Not sure why my original reply didn't save, but I will try to reproduce it.


The main reason we are considering directly from model is that it is far easier for our modeling team to implement these changes directly in the model than trying to edit a Custom Device.

We currently have large variable length arrays of data that are produced by some of our models that need to be sent out on UDP. The elements of those arrays need to be interleaved. For example, say we have Array 1 (100 elements) and Array 2 (100 elements). We need the UDP string to look like

[Header Data][Array1.Element1][Array2.Element1][Array1.Element2][Array2.Element2]...[Array1.Element100][Array2.Element100]


So far, we've found no easy way to do this other than edit the custom device, which is going to take some time and effort, and the model outputs could change. Conversely, our modeling team could implement these changes very quickly.

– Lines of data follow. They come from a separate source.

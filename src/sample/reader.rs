use std::path::Path;
use std::fs::File;
use std::io::{self, BufRead, BufReader};

use crate::error::{Error, Result};
use super::example::Example;
use super::sample_struct::Sample;

/// A struct that reads a whitespace-delimited text file to [`Sample`].
/// Each non-blank line holds one example;
/// all tokens except the last are the feature values
/// and the last token is the class label.
/// # Example
/// ```no_run
/// use miniid3::SampleReader;
/// let sample = SampleReader::default()
///     .file("/path/to/training.txt")
///     .read()
///     .unwrap();
/// ```
pub struct SampleReader<P> {
    file: Option<P>,
}

impl<P> Default for SampleReader<P> {
    fn default() -> Self {
        Self { file: None }
    }
}

impl<P> SampleReader<P>
    where P: AsRef<Path>
{
    /// Set the file name.
    pub fn file(mut self, file: P) -> Self {
        self.file = Some(file);
        self
    }

    /// Reads the file and returns `Result<Sample>`.
    /// This method consumes `self.`
    pub fn read(self) -> Result<Sample> {
        let file = self.file.ok_or_else(|| {
            io::Error::new(
                io::ErrorKind::InvalidInput,
                "The file name is not set. Use `SampleReader::file`.",
            )
        })?;
        let file = File::open(file)?;
        Sample::from_reader(BufReader::new(file))
    }
}

impl Sample {
    /// Read whitespace-delimited examples from a buffered reader.
    /// Blank lines are skipped.
    pub fn from_reader<R>(reader: R) -> Result<Self>
        where R: BufRead,
    {
        let mut examples = Vec::new();
        let mut n_feature = None;

        for (i, line) in reader.lines().enumerate() {
            let line = line?;
            let lineno = i + 1;

            let mut tokens = line.split_whitespace().collect::<Vec<_>>();
            if tokens.is_empty() { continue; }

            let label = match tokens.pop() {
                Some(label) if !tokens.is_empty() => label,
                _ => {
                    return Err(Error::Parse {
                        line: lineno,
                        message: format!(
                            "expected at least one feature and a label, \
                            got `{}`",
                            line.trim(),
                        ),
                    });
                },
            };

            let expected = *n_feature.get_or_insert(tokens.len());
            if tokens.len() != expected {
                return Err(Error::FeatureLengthMismatch {
                    expected,
                    found: tokens.len(),
                    line:  lineno,
                });
            }

            examples.push(Example::new(tokens, label));
        }

        Sample::new(examples)
    }
}
//! Exports the decision tree learner, the data types and the traits.
//! 
pub use crate::decision_tree::{
    // Learner
    DecisionTree,
    DecisionTreeBuilder,
    DecisionTreeClassifier,
    SplitBy,
    Branching,
};


pub use crate::sample::{
    Example,
    Sample,
    SampleReader,
};


pub use crate::hypothesis::Classifier;
pub use crate::learner::Learner;


pub use crate::research::{
    accuracy,
    CrossValidation,
};


pub use crate::error::{Error, Result};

Additionally, we need a solution that scales pretty well. Some of the array sizes are 3000+ elements. If we were able to do UDP comm directly, we would not have to manage all of those individual elements. But, since Veristand does not allow the use of vector data to communicate with Custom Devices, or at least not that we've been able to find so far (model-to-model vector data is fine), we have to scalar-ize all of those elements. When you are working with multiple UDP messages with dozens of variable length arrays and upwards of thousands of elements each (some of the messages max out the UDP data length), the channel count gets very big, very fast. We're talking on the order of ~500k channels, which completely kills the performance of the system (we've had it crash several times).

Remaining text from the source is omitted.